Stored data
────

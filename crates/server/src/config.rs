//! Server configuration loaded from environment variables.
//!
//! # Environment Variables
//!
//! ## Required
//! - `STORELENS_DATABASE_URL` - `PostgreSQL` connection string (falls back to `DATABASE_URL`)
//!
//! ## Optional
//! - `STORELENS_MONGODB_URI` - `MongoDB` connection string; without it the
//!   document side of every comparison reports "not configured"
//! - `STORELENS_MONGODB_DATABASE` - Document database name (default: `ecommerce_mongodb`)
//! - `STORELENS_HOST` - Bind address (default: 127.0.0.1)
//! - `STORELENS_PORT` - Listen port (default: 5001)
//! - `STORELENS_QUERY_TIMEOUT_SECS` - Per-store timeout for comparisons (default: 10)
//! - `STORELENS_CHECKOUT_PRICING` - `flat`, `flat:<amount>` or `catalog` (default: `flat:20.00`)
//! - `STORELENS_COOKIE_SECURE` - Mark the session cookie `Secure` (default: false)
//! - `SENTRY_DSN` - Sentry error tracking DSN
//! - `SENTRY_ENVIRONMENT` - Sentry environment name

use std::net::{IpAddr, SocketAddr};
use std::time::Duration;

use secrecy::SecretString;
use thiserror::Error;

use storelens_core::cart::CheckoutPricing;

/// Default document database name.
pub const DEFAULT_MONGODB_DATABASE: &str = "ecommerce_mongodb";

/// Configuration errors that can occur during loading.
#[derive(Debug, Error)]
pub enum ConfigError {
    #[error("Missing environment variable: {0}")]
    MissingEnvVar(String),
    #[error("Invalid environment variable {0}: {1}")]
    InvalidEnvVar(String, String),
}

/// Connection settings for the document store.
///
/// Implements `Debug` manually to redact the URI, which may carry credentials.
#[derive(Clone)]
pub struct MongoConfig {
    /// `MongoDB` connection string
    pub uri: SecretString,
    /// Database holding the mirrored collections
    pub database: String,
}

impl std::fmt::Debug for MongoConfig {
    fn fmt(&self, f: &mut std::fmt::Formatter<'_>) -> std::fmt::Result {
        f.debug_struct("MongoConfig")
            .field("uri", &"[REDACTED]")
            .field("database", &self.database)
            .finish()
    }
}

/// Server configuration.
#[derive(Debug, Clone)]
pub struct ServerConfig {
    /// `PostgreSQL` database connection URL (contains password)
    pub database_url: SecretString,
    /// Document store settings, if configured
    pub mongo: Option<MongoConfig>,
    /// IP address to bind the server to
    pub host: IpAddr,
    /// Port to listen on
    pub port: u16,
    /// Upper bound on each side of a dual-store comparison
    pub query_timeout: Duration,
    /// How checkout prices cart lines
    pub checkout_pricing: CheckoutPricing,
    /// Whether the session cookie requires HTTPS
    pub cookie_secure: bool,
    /// Sentry DSN for error tracking
    pub sentry_dsn: Option<String>,
    /// Sentry environment (e.g. `production`, `staging`)
    pub sentry_environment: Option<String>,
}

impl ServerConfig {
    /// Load configuration from environment variables.
    ///
    /// Calls `dotenvy::dotenv()` to load from `.env` file if present.
    ///
    /// # Errors
    ///
    /// Returns `ConfigError` if required variables are missing or invalid.
    pub fn from_env() -> Result<Self, ConfigError> {
        // Load .env file if present (ignore errors if not found)
        let _ = dotenvy::dotenv();

        let database_url = get_database_url("STORELENS_DATABASE_URL")?;
        let mongo = get_optional_env("STORELENS_MONGODB_URI").map(|uri| MongoConfig {
            uri: SecretString::from(uri),
            database: get_env_or_default("STORELENS_MONGODB_DATABASE", DEFAULT_MONGODB_DATABASE),
        });

        let host = parse_env("STORELENS_HOST", "127.0.0.1", str::parse::<IpAddr>)?;
        let port = parse_env("STORELENS_PORT", "5001", str::parse::<u16>)?;
        let timeout_secs = parse_env("STORELENS_QUERY_TIMEOUT_SECS", "10", str::parse::<u64>)?;
        if timeout_secs == 0 {
            return Err(ConfigError::InvalidEnvVar(
                "STORELENS_QUERY_TIMEOUT_SECS".to_string(),
                "must be at least 1".to_string(),
            ));
        }
        let checkout_pricing = parse_env(
            "STORELENS_CHECKOUT_PRICING",
            "flat:20.00",
            str::parse::<CheckoutPricing>,
        )?;
        let cookie_secure = parse_bool("STORELENS_COOKIE_SECURE")?;

        Ok(Self {
            database_url,
            mongo,
            host,
            port,
            query_timeout: Duration::from_secs(timeout_secs),
            checkout_pricing,
            cookie_secure,
            sentry_dsn: get_optional_env("SENTRY_DSN"),
            sentry_environment: get_optional_env("SENTRY_ENVIRONMENT"),
        })
    }

    /// Returns the socket address for binding the server.
    #[must_use]
    pub const fn socket_addr(&self) -> SocketAddr {
        SocketAddr::new(self.host, self.port)
    }
}

// =============================================================================
// Helper Functions
// =============================================================================

/// Get database URL with fallback to generic `DATABASE_URL`.
fn get_database_url(primary_key: &str) -> Result<SecretString, ConfigError> {
    if let Ok(value) = std::env::var(primary_key) {
        return Ok(SecretString::from(value));
    }
    if let Ok(value) = std::env::var("DATABASE_URL") {
        return Ok(SecretString::from(value));
    }
    Err(ConfigError::MissingEnvVar(primary_key.to_string()))
}

/// Get an optional environment variable. Empty values count as unset.
fn get_optional_env(key: &str) -> Option<String> {
    std::env::var(key).ok().filter(|v| !v.trim().is_empty())
}

/// Get an environment variable with a default value.
fn get_env_or_default(key: &str, default: &str) -> String {
    get_optional_env(key).unwrap_or_else(|| default.to_string())
}

/// Parse an environment variable (or its default) with `parse`.
fn parse_env<T, E: std::fmt::Display>(
    key: &str,
    default: &str,
    parse: impl FnOnce(&str) -> Result<T, E>,
) -> Result<T, ConfigError> {
    parse(&get_env_or_default(key, default))
        .map_err(|e| ConfigError::InvalidEnvVar(key.to_string(), e.to_string()))
}

/// Parse a boolean flag; unset means `false`.
fn parse_bool(key: &str) -> Result<bool, ConfigError> {
    match get_optional_env(key).as_deref().map(str::to_ascii_lowercase).as_deref() {
        None | Some("0" | "false" | "no" | "off") => Ok(false),
        Some("1" | "true" | "yes" | "on") => Ok(true),
        Some(other) => Err(ConfigError::InvalidEnvVar(
            key.to_string(),
            format!("expected a boolean, got {other:?}"),
        )),
    }
}
//! Fixture builders for unit tests.

use chrono::{DateTime, TimeZone, Utc};

use crate::model::{Cart, CartItem, Order, OrderItem, Product, Review, User};
use crate::types::{
    CartId, CartItemId, CartStatus, Email, OrderId, OrderItemId, OrderStatus, Price, ProductId,
    Rating, ReviewId, UserId,
};

pub fn at(year: i32, month: u32, day: u32, hour: u32) -> DateTime<Utc> {
    Utc.with_ymd_and_hms(year, month, day, hour, 0, 0).unwrap()
}

pub fn user(id: &str, name: &str) -> User {
    User {
        id: UserId::new(id),
        name: name.to_owned(),
        email: Email::parse(&format!("{id}@example.com")).unwrap(),
        signup_source: "organic".to_owned(),
        created_at: at(2024, 1, 1, 0),
    }
}

pub fn product(id: &str, name: &str, cents: u32) -> Product {
    Product {
        id: ProductId::new(id),
        name: name.to_owned(),
        category: "Home".to_owned(),
        price: Price::from_cents(cents),
        description: None,
        is_active: true,
        created_at: at(2024, 1, 1, 0),
    }
}

/// An order whose total matches its `(product, quantity, unit cents)` lines.
pub fn order(
    id: &str,
    user_id: &str,
    date: DateTime<Utc>,
    status: OrderStatus,
    lines: &[(&str, u32, u32)],
) -> Order {
    let order_id = OrderId::new(id);
    let items: Vec<OrderItem> = lines
        .iter()
        .enumerate()
        .map(|(n, (product_id, quantity, cents))| OrderItem {
            id: OrderItemId::new(format!("{id}-{n}")),
            order_id: order_id.clone(),
            product_id: ProductId::new(*product_id),
            quantity: *quantity,
            unit_price: Price::from_cents(*cents),
        })
        .collect();
    let total_amount = items.iter().map(OrderItem::line_total).sum();
    Order {
        id: order_id,
        user_id: UserId::new(user_id),
        order_date: date,
        status,
        total_amount,
        items,
    }
}

/// A cart holding one item per `(product, removed)` entry.
pub fn cart(id: &str, user_id: &str, status: CartStatus, items: &[(&str, bool)]) -> Cart {
    let cart_id = CartId::new(id);
    let added = at(2024, 3, 1, 12);
    Cart {
        id: cart_id.clone(),
        user_id: UserId::new(user_id),
        created_at: added,
        status,
        items: items
            .iter()
            .enumerate()
            .map(|(n, (product_id, removed))| CartItem {
                id: CartItemId::new(format!("{id}-{n}")),
                cart_id: cart_id.clone(),
                product_id: ProductId::new(*product_id),
                added_at: added,
                removed_at: removed.then_some(added),
            })
            .collect(),
    }
}

pub fn review(id: &str, user_id: &str, product_id: &str, rating: i64) -> Review {
    Review {
        id: ReviewId::new(id),
        user_id: UserId::new(user_id),
        product_id: ProductId::new(product_id),
        rating: Rating::new(rating).unwrap(),
        comment: None,
        review_date: at(2024, 3, 2, 9),
    }
}
//! Compute metrics from the command line.
//!
//! # Usage
//!
//! ```bash
//! # List the metric catalog
//! storelens metrics
//!
//! # One metric from PostgreSQL
//! storelens report top-selling --limit 5
//!
//! # The same metric from MongoDB
//! storelens report top-selling --store document
//!
//! # Both stores side by side
//! storelens report customer-spending --compare
//! ```
//!
//! Results are printed to stdout as pretty JSON, identical to the HTTP payloads.

use std::sync::Arc;

use serde::Serialize;
use tracing::warn;

use storelens_core::StoreKind;
use storelens_core::metrics::{self, CATALOG, MetricRequest, MetricsEngine};
use storelens_server::db::PgStore;

use super::{CliError, connect_document, connect_relational, load_config};

/// Options for the report command.
#[derive(Debug, Clone)]
pub struct ReportOptions {
    pub metric: String,
    pub store: StoreKind,
    pub limit: Option<i64>,
    pub sort: Option<String>,
    pub compare: bool,
}

fn print_json(value: &impl Serialize) -> Result<(), CliError> {
    let rendered = serde_json::to_string_pretty(value)?;
    #[allow(clippy::print_stdout)]
    {
        println!("{rendered}");
    }
    Ok(())
}

/// Print the metric catalog.
///
/// # Errors
///
/// Returns an error only if serialization fails.
pub fn list() -> Result<(), CliError> {
    print_json(&CATALOG.as_slice())
}

/// Compute one metric and print it.
///
/// # Errors
///
/// Returns an error for an unknown metric or bad limit, or if the targeted
/// store is unreachable. With `--compare` store failures are printed in the
/// report instead.
pub async fn run(options: ReportOptions) -> Result<(), CliError> {
    let request = MetricRequest::parse(&options.metric, options.limit, options.sort.as_deref())?;
    let config = load_config()?;

    if options.compare {
        let relational = connect_relational(&config)
            .await
            .map(|pool| MetricsEngine::new(Arc::new(PgStore::new(pool))))
            .inspect_err(|e| warn!(error = %e, "relational store unavailable"))
            .ok();
        let document = connect_document(&config)
            .await
            .map(|store| MetricsEngine::new(Arc::new(store)))
            .inspect_err(|e| warn!(error = %e, "document store unavailable"))
            .ok();

        let comparison = metrics::compare(
            relational.as_ref(),
            document.as_ref(),
            &request,
            config.query_timeout,
        )
        .await;
        return print_json(&comparison);
    }

    let engine = match options.store {
        StoreKind::Relational => {
            let pool = connect_relational(&config).await?;
            MetricsEngine::new(Arc::new(PgStore::new(pool)))
        }
        StoreKind::Document => MetricsEngine::new(Arc::new(connect_document(&config).await?)),
    };
    let output = engine.run(&request).await?;
    print_json(&output)
}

────

Search the records for the word "MetricsEngine". Copy each line where it appears.

use storelens_core::metrics::{self, CATALOG, MetricRequest, MetricsEngine};
            .map(|pool| MetricsEngine::new(Arc::new(PgStore::new(pool))))
            .map(|store| MetricsEngine::new(Arc::new(store)))
            MetricsEngine::new(Arc::new(PgStore::new(pool)))
        StoreKind::Document => MetricsEngine::new(Arc::new(connect_document(&config).await?)),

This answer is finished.